The style of humor survives mostly in tact, although it no longer feels as fresh or as daring as it did eight years ago. Certainly, being signed off on by the House of Mouse makes it feel even less edgy. Some of it is the pacing: as mentioned above, there are some long stretches without an attempted joke, and shorter stretches bridged by weak gags which didn't elicit a single audible laugh from anyone in my crowded theater. Which isn't to say the movie isn't funny. It often leans on what the previous two installments established (boner jokes, drug humor, creative cursing), and does get off a number of great fresh jokes. Although it more often succeeds at the obvious, clever ones which you can see coming a mile away, giving you a hit of that sweet, sweet dopamine when you get there before the movie does.

I've barely touched on the plot because it hardly matters, especially relative to how convoluted it is. It's rife with exposition, but not anywhere near enough to make the joke land. Even more, there are strong indications from early on that its stakes for the MCU are pretty small. The TVA will excise the Earth-10005 timeline, and Deadpool can make the jump to Earth-616, where the Avengers are. Plus, there are a number of jokes implying this is to be viewed as his "audition". So when the stakes of the movie expand for the third act, it's hard to feel like they have any grander implications than before.

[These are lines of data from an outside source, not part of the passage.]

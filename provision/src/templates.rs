use minijinja::{AutoEscape, Environment, UndefinedBehavior};
use serde::Serialize;

/// Render one configuration file template
///
/// Missing variables are errors; nothing is escaped.
pub(crate) fn render<S: Serialize>(
    name: &'static str,
    source: &'static str,
    context: &S,
) -> Result<String, minijinja::Error> {
    let mut env = Environment::new();
    env.set_undefined_behavior(UndefinedBehavior::Strict);
    env.set_auto_escape_callback(|_| AutoEscape::None);
    env.set_trim_blocks(true);
    env.set_keep_trailing_newline(true);
    env.add_template(name, source)?;
    env.get_template(name)?.render(context)
}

All of that being said, there are two intensely bright spots I want to call out. For one, all the cameos are handled quite well, but the first major cameo is perfection. It manages to be more than simply "Look who it is!", subverting your expectations of the character and their importance. But the key one is the writing for Wolverine, and Hugh Jackman's performance of it. As implied before, the Logan we know from the movies (and from Earth-10005) is dead, so Wade recruits this one from some unnamed timeline. A tragic backstory renders him meaner, angrier, more bitter, and generally more aggro. For the entire runtime, you never once feel like you're watching the old Logan. This guy is a bastard through and through, not the hero we're familiar with. He never pretends otherwise, and Jackman captures that perfectly. The gleam in his eye whenever he has a chance to engage in violence is wonderful, and his deployment of sarcasm is markedly different from Wade's snark.

Oh, and I should find a spot to mention that the Void being a riff on Furiosa, complete with a Dementus clone whose chariot is pulled by four motorcycles, is pretty sweet. For one, because the imagery from the world of Mad Max will always be awesome. But mostly because it demonstrated an excellent use of the release calendar and desire to adapt, especially given that its initial release date was before Furiosa, which would have rendered these jokes baffling.

Ultimately, its biggest failing is how much it shaped itself to the MCU, despite its success all coming from being counterprogramming to it. In many ways, Deadpool & Wolverine lands more as fan-fiction than a Deadpool movie. Sure, we only had two prior entries to determine what a "Deadpool movie" even is. But when you begin your film by forgoing a tradition as delightful as using the opening credits for a series of gags and meta-commentary and in-jokes, you're already signalling to the audience that things have changed. To be clear, there are a few fun gags in the end credits: Gordon Reynolds makes an appearance, and keep an eye on the Special Thanks section for a goofy little callback. That's just it: they pushed aside the previous bits of vivacity in the film in order to make it more like a "normal" movie. And the superhero landscape is poorer for it.